South Africa is said to be one of the countries with the world’s worst inequality. About 60% of the population is in poverty, and the unemployment rate has exceeded 50%. The HIV/AIDS crisis has not been solved, and 1 in 5 adults is infected. Children are impacted by these harsh conditions the most.
On top of the deprivation of basic human rights during Apartheid, the agriculture and livestock industries in rural areas with large populations of Black Africans suffered, and there was no work to be found. Parents had to seek work elsewhere, leaving children and the elderly behind. There is also a high number of children in rural South Africa who have been left orphaned due to AIDS, leading to malnourishment and starvation.
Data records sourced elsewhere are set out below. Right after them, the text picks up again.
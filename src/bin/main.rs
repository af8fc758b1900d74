use actix_web::{middleware::Logger, web, App, HttpServer};
use anyhow::Context;
use tracing::info;

use plank::config::Config;
use plank::AppState;

fn init_tracing() {
    use tracing_subscriber::{fmt, EnvFilter};

    let filter = EnvFilter::try_from_default_env().unwrap_or_else(|_| EnvFilter::new("info"));
    let _ = fmt().with_env_filter(filter).with_target(false).try_init();
}

#[actix_web::main]
async fn main() -> anyhow::Result<()> {
    init_tracing();

    let config = Config::from_env();
    let bind_addr = config.bind_addr.clone();

    // One store per process; every worker shares it.
    let state = web::Data::new(AppState::new(config));

    info!("Server listening on http://{}", bind_addr);

    HttpServer::new(move || {
        App::new()
            .wrap(Logger::default())
            .app_data(state.clone())
            .configure(plank::routes)
    })
    .bind(&bind_addr)
    .with_context(|| format!("failed to bind {}", bind_addr))?
    .run()
    .await
    .context("server exited with an error")?;

    Ok(())
}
Japan International Volunteer Center works with two drop-in centers (child care centers for orphans and vulnerable children) in the Vhembe district of Limpopo. Through their community vegetable garden project, the NPO aims to support women and children, providing them with a sustainable means to create their own food. They implement a training course for cultivating vegetable gardens, recruiting volunteers, especially women and youths, for the program. The project requires ¥400,000 per month for maintenance/management of the vegetable gardens and meals. ByFood pledged ¥110,000 by the end of March.
In July, JVC submitted a 32-page update detailing the logistics of the project and their progress from January to June 2020. Below is a short summary.
In South Africa, October-March is the summer and rainy season during which the staple foods are corn, pumpkin, and beans. During February 2020, JVC and the sustainable garden program volunteers began planting seedlings. The lesson included how to use organic compost.
Beetroot, onion, spinach, and peppers are among the seeds that were sown. JVC also provided tomato, okra, and mustard vegetable seedlings along with chicken manure for compost. After watering, the volunteers were taught how to build a covering made of branches and dead grass to protect the soil from moisture evaporation and strong sunlight.
For lunch, they made a meal with tomato and onion sauce (ingredients harvested from the vegetable garden and stored frozen), offal meat donated by a nearby school, and cornmeal. Pictured are some of the boys receiving seconds.
In early March, JVC representatives returned to monitor the state of the vegetable garden. It was germinating vigorously and they were able to confirm that the corn had been harvested and that the seedlings in the nursery were being used. It was confirmed that the lessons learned during training were being put into practice and that the garden was properly managed.
Edible local wildflowers, which are said to be very nutritious, were also ready for harvesting, and the okra was approaching harvest season. The tomato and mustard vegetable seedlings were also growing well and would be harvested soon and included in school lunches.
Another visit to assess the project’s progress was scheduled, but in South Africa, schools closed in mid-March due to COVID-19 and the project could not be monitored.
From April, a complete travel ban started nationwide in South Africa and JVC's South African staff were also unable to leave their villages. Moreover, military and police were mobilized, not only in urban areas but also in rural villages, and movement was severely restricted, so even care volunteers living in the same village as the children attending DIC (the drop-in center) or in the neighborhood could check in.
In early May, the travel ban was slightly lifted and movement within the same state became possible. The restrictions on movement continued to be strict, and the staff of the JVC South Africa office could finally visit the village after the end of May.
Since gatherings of people were prohibited, JVC representatives first visited each care volunteer to assess the situation. They found that the seedling training helped the care volunteers to survive the difficult situation under COVID-19.
JVC’s report includes interviews with two care volunteers. One is Ms. Muthuhadini, a single mother with 5 children who started a garden with her oldest son after training with JVC last year. She now harvests Chinese mustard, cabbage, onion, tomato, beetroot, spinach and other vegetables. She has expanded the garden space, which is now essential for her family’s survival. There is no water in this area so they have to buy water for the garden, and now the price of water is rising. However, the mulching technique (covering soil with dead grass), taught during gardening training sessions, prevents evaporation of moisture from the soil, helping to conserve water.
JVC consulted with the Department of Social Government and confirmed that it is possible to visit the homes and conduct gardening training at their homes. As a result of COVID-19, many people have had their incomes cut and food prices have skyrocketed, making this sustainable garden project even more valuable for the community in Vhembe.